We downloaded seven types of AS from the TCGA SpliceSeq database. In total, there were 10,446 genes and 45,150 AS events in 506 TC patients, indicating that ASEs are universal in TC. Moreover, 1819 AS signatures were identified as being significantly associated with the OS of TC patients. Among the seven types of ASES, ES was the most common, followed by AP and AT. We also identified the top 20 significant survival-related ASEs of the seven AS types. Prognostic models were constructed based on risk score and ASEs types (AA, AP, AD, AT, ES, ME, RI, and ALL) in order to evaluate the diagnostic significance of aberrant ASEs in the prognosis of TC. We then plotted Kaplan–Meier survival curves of risk score and the risk scores of each type of ASEs. The results show that seven types of ASEs were associated with poor prognosis in TC patients (P < 0.05). We also used ROC curves to determine whether AS patterns can be used as an early predictor of the incidence of TC. Results indicated that AA (AUC: 0.937), AD (AUC: 0.965), AT (AUC: 0.964), ES (AUC: 0.999), ME (AUC: 0.999), and RI (AUC: 0.837) all had an AUC > 0.6, of which, ES and ME best predicted the incidence of TC. Moreover, the integrated predictor model of TC showed an AUC of 0.882. Cox regression was used to explore the impacts of clinicopathological parameters and risk scores on the prognosis of TC patients, with results indicating that age and risk score (All) were the risk factors for TC patients.

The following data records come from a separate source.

//! JSON-RPC framing over byte streams.
//!
//! The protocol frames each message as `Content-Length: N\r\n\r\n{json}`.
//! [`MessageReader`] and [`MessageWriter`] handle the framing; bodies are
//! decoded to `serde_json::Value` and classified elsewhere. Both sides are
//! generic over the stream so tests can drive an in-memory duplex instead
//! of stdin/stdout.

use anyhow::{Context, Result, bail};
use tokio::io::{AsyncBufReadExt, AsyncRead, AsyncReadExt, AsyncWrite, AsyncWriteExt, BufReader};

/// Cap on a single frame body (16 MiB). Formatter output for any realistic
/// document fits comfortably; anything larger is a framing error.
const MAX_BODY_BYTES: usize = 16 * 1024 * 1024;

/// Reads framed JSON-RPC messages from an async byte stream.
pub struct MessageReader<R> {
    input: BufReader<R>,
}

impl<R: AsyncRead + Unpin> MessageReader<R> {
    pub fn new(input: R) -> Self {
        Self {
            input: BufReader::new(input),
        }
    }

    /// Read the next frame.
    ///
    /// `Ok(None)` means the peer closed the stream between frames. EOF in
    /// the middle of a frame, a missing or unparseable `Content-Length`,
    /// an oversized body, or invalid JSON are all errors.
    pub async fn recv(&mut self) -> Result<Option<serde_json::Value>> {
        let Some(length) = self.read_content_length().await? else {
            return Ok(None);
        };
        if length > MAX_BODY_BYTES {
            bail!("frame body of {length} bytes exceeds the {MAX_BODY_BYTES} byte limit");
        }

        let mut body = vec![0u8; length];
        self.input
            .read_exact(&mut body)
            .await
            .context("frame body truncated")?;

        let value = serde_json::from_slice(&body).context("frame body is not valid JSON")?;
        Ok(Some(value))
    }

    /// Consume header lines up to the blank separator and return the
    /// `Content-Length` value, or `None` on EOF before any header byte.
    async fn read_content_length(&mut self) -> Result<Option<usize>> {
        let mut length: Option<usize> = None;
        let mut line = String::new();
        let mut at_frame_start = true;

        loop {
            line.clear();
            let n = self
                .input
                .read_line(&mut line)
                .await
                .context("reading frame header")?;

            if n == 0 {
                // Clean shutdown only if nothing of this frame was read yet.
                if at_frame_start {
                    return Ok(None);
                }
                bail!("stream ended inside frame headers");
            }
            at_frame_start = false;

            let header = line.trim_end_matches(['\r', '\n']);
            if header.is_empty() {
                break;
            }
            if let Some(value) = header_field(header, "Content-Length") {
                length = Some(value.parse().context("unparseable Content-Length value")?);
            }
            // Content-Type and any other headers are irrelevant here.
        }

        match length {
            Some(length) => Ok(Some(length)),
            None => bail!("frame headers carried no Content-Length"),
        }
    }
}

/// Case-insensitive `Name: value` header match.
fn header_field<'a>(line: &'a str, name: &str) -> Option<&'a str> {
    let (key, value) = line.split_once(':')?;
    key.trim().eq_ignore_ascii_case(name).then(|| value.trim())
}

/// Writes framed JSON-RPC messages to an async byte stream.
pub struct MessageWriter<W> {
    output: W,
}

impl<W: AsyncWrite + Unpin> MessageWriter<W> {
    pub fn new(output: W) -> Self {
        Self { output }
    }

    /// Serialize `frame`, prepend the `Content-Length` header, and flush.
    pub async fn send(&mut self, frame: &serde_json::Value) -> Result<()> {
        let body = serde_json::to_vec(frame).context("serializing frame body")?;
        let header = format!("Content-Length: {}\r\n\r\n", body.len());

        self.output
            .write_all(header.as_bytes())
            .await
            .context("writing frame header")?;
        self.output
            .write_all(&body)
            .await
            .context("writing frame body")?;
        self.output.flush().await.context("flushing frame")
    }
}

#[cfg(test)]
mod tests {
    use super::*;

    async fn read_one(bytes: &[u8]) -> Result<Option<serde_json::Value>> {
        MessageReader::new(bytes).recv().await
    }

    #[tokio::test]
    async fn roundtrip() {
        let frame = serde_json::json!({
            "jsonrpc": "2.0",
            "method": "textDocument/publishDiagnostics",
            "params": { "uri": "file:///demo.qll", "diagnostics": [] }
        });

        let mut buf = Vec::new();
        MessageWriter::new(&mut buf).send(&frame).await.unwrap();

        let decoded = read_one(&buf).await.unwrap().unwrap();
        assert_eq!(decoded, frame);
    }

    #[tokio::test]
    async fn sequential_frames() {
        let first = serde_json::json!({"jsonrpc": "2.0", "id": 1});
        let second = serde_json::json!({"jsonrpc": "2.0", "id": 2});

        let mut buf = Vec::new();
        let mut writer = MessageWriter::new(&mut buf);
        writer.send(&first).await.unwrap();
        writer.send(&second).await.unwrap();

        let mut reader = MessageReader::new(buf.as_slice());
        assert_eq!(reader.recv().await.unwrap().unwrap(), first);
        assert_eq!(reader.recv().await.unwrap().unwrap(), second);
        assert!(reader.recv().await.unwrap().is_none());
    }

    #[tokio::test]
    async fn eof_between_frames_is_clean() {
        assert!(read_one(b"").await.unwrap().is_none());
    }

    #[tokio::test]
    async fn eof_inside_headers_is_error() {
        assert!(read_one(b"Content-Length: 10\r\n").await.is_err());
    }

    #[tokio::test]
    async fn eof_inside_body_is_error() {
        assert!(read_one(b"Content-Length: 50\r\n\r\n{\"id\"").await.is_err());
    }

    #[tokio::test]
    async fn missing_content_length_is_error() {
        let bytes = b"Content-Type: application/vscode-jsonrpc\r\n\r\n{}";
        assert!(read_one(bytes).await.is_err());
    }

    #[tokio::test]
    async fn unparseable_content_length_is_error() {
        assert!(read_one(b"Content-Length: many\r\n\r\n{}").await.is_err());
    }

    #[tokio::test]
    async fn oversized_body_is_rejected() {
        let bytes = format!("Content-Length: {}\r\n\r\n", MAX_BODY_BYTES + 1);
        assert!(read_one(bytes.as_bytes()).await.is_err());
    }

    #[tokio::test]
    async fn header_name_is_case_insensitive() {
        let body = r#"{"jsonrpc":"2.0","id":7}"#;
        let bytes = format!("content-length: {}\r\n\r\n{body}", body.len());
        let decoded = read_one(bytes.as_bytes()).await.unwrap().unwrap();
        assert_eq!(decoded["id"], 7);
    }

    #[tokio::test]
    async fn unknown_headers_are_skipped() {
        let body = r#"{"jsonrpc":"2.0","id":7}"#;
        let bytes = format!(
            "Content-Type: application/vscode-jsonrpc; charset=utf-8\r\nContent-Length: {}\r\n\r\n{body}",
            body.len()
        );
        let decoded = read_one(bytes.as_bytes()).await.unwrap().unwrap();
        assert_eq!(decoded["id"], 7);
    }

    #[tokio::test]
    async fn invalid_json_body_is_error() {
        let body = b"}{ not json";
        let bytes = format!("Content-Length: {}\r\n\r\n", body.len());
        let mut buf = bytes.into_bytes();
        buf.extend_from_slice(body);
        assert!(read_one(&buf).await.is_err());
    }

    #[tokio::test]
    async fn content_length_counts_bytes_not_chars() {
        // "é" is two bytes in UTF-8; the header must reflect byte length.
        let frame = serde_json::json!({"k": "é"});
        let mut buf = Vec::new();
        MessageWriter::new(&mut buf).send(&frame).await.unwrap();

        let body = serde_json::to_string(&frame).unwrap();
        let rendered = String::from_utf8(buf.clone()).unwrap();
        assert!(rendered.starts_with(&format!("Content-Length: {}\r\n\r\n", body.len())));

        let decoded = read_one(&buf).await.unwrap().unwrap();
        assert_eq!(decoded["k"], "é");
    }
}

We also investigated whether TC-ASEs are regulated by various SFs. The results showed that the expression of 90 SFs was associated with the OS of 469 ASEs in the TC cohort. The 10 most significant relations between genes and SFs were HSPB1, ZC3H11A, NOSIP, SNRPB, SNRPF, WDR83, ZNF346, THOC6, FAM50A, and CLK1. In addition, UBL5 and PTCD2-72456-AT were identified as hub genes or AS events with degrees ≥ 10. Previous studies have reported that UBL5 plays an evolutionarily conserved role in pre-mRNA splicing, the integrity of which is important for the fidelity of chromosome segregation40. Xu et al.41 found that the PTCD2 protein regulates the processing of RNA transcripts involving cytochrome b derived from mitochondrial DNA. Our findings provide detailed information about the mechanisms through which ASEs function in TC development and progression.

Conclusions

Although this study had some limitations (e.g. lack of therapeutic strategies, small sample size, TC subtype research, and lack of validation experiments), we have shown that ASEs are frequent in TC and are associated with patient prognosis. These ASEs may be part of a prognostic signature in TC. Our findings may provide a basis for splicing perturbations in TC and related SFs that might be implicated in these modifications. In addition, the methods used in this study can provide novel perspectives in other fields of tumor study, thereby enhancing future oncology research.